Artigo 119.º
EM VIGORAutoavaliação do risco
1 - As sociedades gestoras de fundos de pensões devem efetuar e documentar, de forma proporcional em relação à sua dimensão e organização interna, bem como em relação à dimensão, à natureza, à escala e à complexidade das suas atividades, uma autoavaliação dos riscos a que a própria se encontra sujeita, bem como uma avaliação dos riscos dos fundos de pensões por si geridos.
2 - As avaliações do risco referidas no número anterior devem ser consideradas nas decisões estratégicas da sociedade gestora de fundos de pensões.
3 - As avaliações referidas no n.º 1 são efetuadas, pelo menos, de três em três anos, bem como imediatamente após qualquer alteração significativa do perfil de risco da sociedade gestora ou dos fundos de pensões por si geridos.
4 - No que se refere aos fundos de pensões por si geridos, caso se verifique uma alteração significativa do perfil de risco de um plano de pensões específico, a avaliação do risco pode ser limitada a esse plano de pensões.
5 - No que se refere à sociedade gestora, a autoavaliação referida no n.º 1, tendo em conta a dimensão e organização interna da sociedade gestora, bem como a dimensão, a natureza, a escala e a complexidade das suas atividades, inclui os seguintes elementos:
a) Uma descrição do modo como a autoavaliação do risco está integrada no processo de gestão e nos processos decisórios da sociedade gestora;
b) Uma avaliação da eficácia do sistema de gestão de riscos;
c) Uma descrição do modo como a sociedade gestora previne conflitos de interesse com o associado, caso se verifique a subcontratação de funções-chave nos termos do n.º 3 do artigo 117.º;
d) Uma avaliação das necessidades gerais de financiamento da sociedade gestora, incluindo, se for caso disso, uma descrição do plano de financiamento nos termos do artigo 100.º;
e) Uma avaliação qualitativa dos riscos operacionais.

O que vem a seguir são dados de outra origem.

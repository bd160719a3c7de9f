//! Diesel table definitions for the inventory schema.
//!
//! These definitions must match `migrations/` exactly. Column names follow
//! the legacy inventory (`cpuid`, `hasdata`, `edgefileid`); the row structs
//! in `models.rs` map them onto domain names.

diesel::table! {
    /// Physical nodes.
    cpus (id) {
        id -> Int8,
        cpu -> Varchar,
        /// Unique across all cpus.
        nodenumber -> Int4,
        ipadr -> Varchar,
        os -> Varchar,
        /// Dirty flag polled by the deployment agents.
        hasdata -> Bool,
        edgeprop -> Text,
        crontab -> Text,
    }
}

diesel::table! {
    /// Logical service instances.
    roles (id) {
        id -> Int8,
        role -> Varchar,
        ipadr -> Varchar,
        /// Space-separated account list.
        accounts -> Text,
        /// `NULL` or `0` when unassigned.
        cpuid -> Nullable<Int8>,
        hasdata -> Bool,
        description -> Text,
    }
}

diesel::table! {
    /// Named configuration files, conventionally `<prefix>.<role>.<account>`.
    edgefiles (id) {
        id -> Int8,
        edgefile -> Varchar,
        content -> Text,
    }
}

diesel::table! {
    /// Per-role thread configurations.
    edgemomsetup (id) {
        id -> Int8,
        roleid -> Int8,
        account -> Varchar,
        edgefileid -> Nullable<Int8>,
        tag -> Varchar,
        args -> Text,
    }
}

diesel::joinable!(edgemomsetup -> roles (roleid));
diesel::joinable!(edgemomsetup -> edgefiles (edgefileid));

diesel::allow_tables_to_appear_in_same_query!(cpus, roles, edgefiles, edgemomsetup);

6 - No que se refere aos fundos de pensões por si geridos, a avaliação referida no n.º 1, tendo em conta o princípio da proporcionalidade, inclui os seguintes elementos:
a) Uma avaliação das necessidades gerais de financiamento relativamente a planos de benefício definido, incluindo, se for caso disso, uma descrição do plano de financiamento nos termos do artigo 60.º;
b) Uma avaliação do risco para os participantes e para os beneficiários no que respeita ao pagamento dos seus benefícios de reforma e à eficácia das medidas corretivas, tendo em conta, se aplicável:
i) Mecanismos de atualização de pensões;
ii) No âmbito de atividades transfronteiras, eventuais mecanismos de redução de benefícios, incluindo em que medida as pensões em formação podem ser reduzidas, em que condições e por quem;
c) Se aplicável, uma avaliação qualitativa dos mecanismos de proteção dos benefícios de reforma, incluindo, consoante o que for aplicável, garantias, acordos ou qualquer outro tipo de apoio financeiro prestado pelo associado, ou através de seguro ou resseguro, ou de cobertura dada por um sistema de proteção de pensões a favor do fundo de pensões ou dos participantes e beneficiários;
d) Uma avaliação dos riscos novos ou emergentes, incluindo os riscos relacionados com as alterações climáticas, a utilização dos recursos e o ambiente, os riscos sociais e os riscos relacionados com a desvalorização dos ativos na sequência de uma alteração regulatória, se nas decisões de investimento forem tidos em conta fatores ambientais, sociais e de governação.
7 - Para efeitos do disposto nos n.os 5 e 6, as sociedades gestoras de fundos de pensões devem dispor de métodos que lhes permitam identificar e avaliar os riscos a que as próprias e os fundos de pensões por si geridos estão ou podem vir a estar expostos a curto e a longo prazo e que são suscetíveis de afetar a respetiva capacidade para cumprir as suas obrigações, os quais devem ser proporcionais em relação à dimensão, à natureza, à escala e à complexidade dos riscos inerentes às suas atividades.
8 - As sociedades gestoras de fundos de pensões devem descrever os métodos referidos no número anterior nas avaliações do risco.